在一些实施方案中,使多能干细胞、定形内胚层细胞、前部前肠细胞、背侧前部前肠细胞、食管祖细胞和/或食管筏式细胞与Wnt通路活化剂接触。在一些实施方案中,Wnt通路活化剂包括Wnt蛋白。在一些实施方案中,Wnt蛋白包括重组Wnt蛋白。在一些实施方案中,Wnt通路活化剂包括Wnt1、Wnt2、Wnt2b、Wnt3、Wnt3a、Wnt4、Wnt5a、Wnt5b、Wnt6、Wnt7a、Wnt7b、Wnt8a、Wnt8b、Wnt9a、Wnt9b、Wnt10a、Wnt10b、Wnt11、Wnt16、BML 284、IQ-1、WAY262611或它们的任何组合。在一些实施方案中,Wnt通路活化剂包括GSK3信号传导通路抑制剂。在一些实施方案中,Wnt通路活化剂包括CHIR99021、CHIR 98014、AZD2858、BIO、AR-A014418、SB 216763、SB 415286、芦荟素(aloisine)、靛玉红(indirubin)、阿特波龙(alsterpaullone)、肯帕罗酮(kenpaullone)、氯化锂、TDZD 8或TWS119或它们的任何组合。在一些实施方案中,细胞没有用Wnt通路活化剂处理。本文所提供的Wnt通路活化剂可以与本文所描述的其他生长因子、通路活化剂或通路抑制剂中的任一种组合使用。

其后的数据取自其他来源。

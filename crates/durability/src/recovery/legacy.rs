//! WAL Replay Logic for Recovery
//!
//! This module implements WAL replay to restore storage state from the write-ahead log.
//! It scans WAL entries, groups them by transaction ID, and applies only committed
//! transactions to storage.
//!
//! ## Replay Process
//!
//! 1. Scan WAL entries from the beginning
//! 2. Group entries by txn_id into Transaction structs
//! 3. Identify committed transactions (those with CommitTxn entry)
//! 4. Discard incomplete transactions (BeginTxn without CommitTxn - crashed mid-transaction)
//! 5. Apply committed transactions in order to storage
//! 6. Preserve version numbers from WAL (don't allocate new versions)
//!
//! ## Version Preservation
//!
//! CRITICAL: Replay must preserve the exact version numbers from WAL entries.
//! This ensures that after replay, the database state is identical to what it was
//! before the crash. We use `put_with_version()` and `delete_with_version()` to
//! bypass normal version allocation.

use crate::wal::{WALEntry, WAL};
use strata_core::StrataResult;
use strata_core::primitives::json::{delete_at_path, set_at_path, JsonValue};
use strata_core::traits::Storage;
use strata_core::types::{Key, Namespace, RunId};
use strata_core::value::Value;
use serde::{Deserialize, Serialize};
use std::collections::{HashMap, HashSet};
use tracing::warn;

成纤维细胞生长因子(FGF)是参与血管生成、伤口愈合和胚胎发育的生长因子家族。FGF是肝素结合蛋白,并且已经示出与细胞表面相关联的硫酸乙酰肝素蛋白多糖的相互作用对于FGF信号转导是必需的。FGF是多种细胞和组织增殖和分化过程中的关键参与者。在人类中,已鉴定出FGF家族的22个成员,所有这些成员都是结构相关的信号传导分子。成员FGF1到FGF10都与成纤维细胞生长因子受体(FGFR)结合。FGF1又被称为酸性,并且FGF2又被称为碱性成纤维细胞生长因子(bFGF)。已示出成员FGF11、FGF12、FGF13和FGF14,也称为FGF同源因子1-4(FHF1-FHF4),与FGF相比具有明显的功能差异。尽管这些因子具有非常类似的序列同源性,但是它们不与FGFR结合并且涉及与FGF无关的细胞内过程。该组也被称为“iFGF”。成员FGF15至FGF23是较新的并且不那么好地被表征。FGF15是人FGF19的小鼠直系同源物(因此没有人FGF15)。人FGF20是基于其与非洲爪蟾FGF-20(XFGF-20)的同源性鉴定的。与其他FGF的局部活性相反,FGF15/FGF19、FGF21和FGF23具有更多的全身效应。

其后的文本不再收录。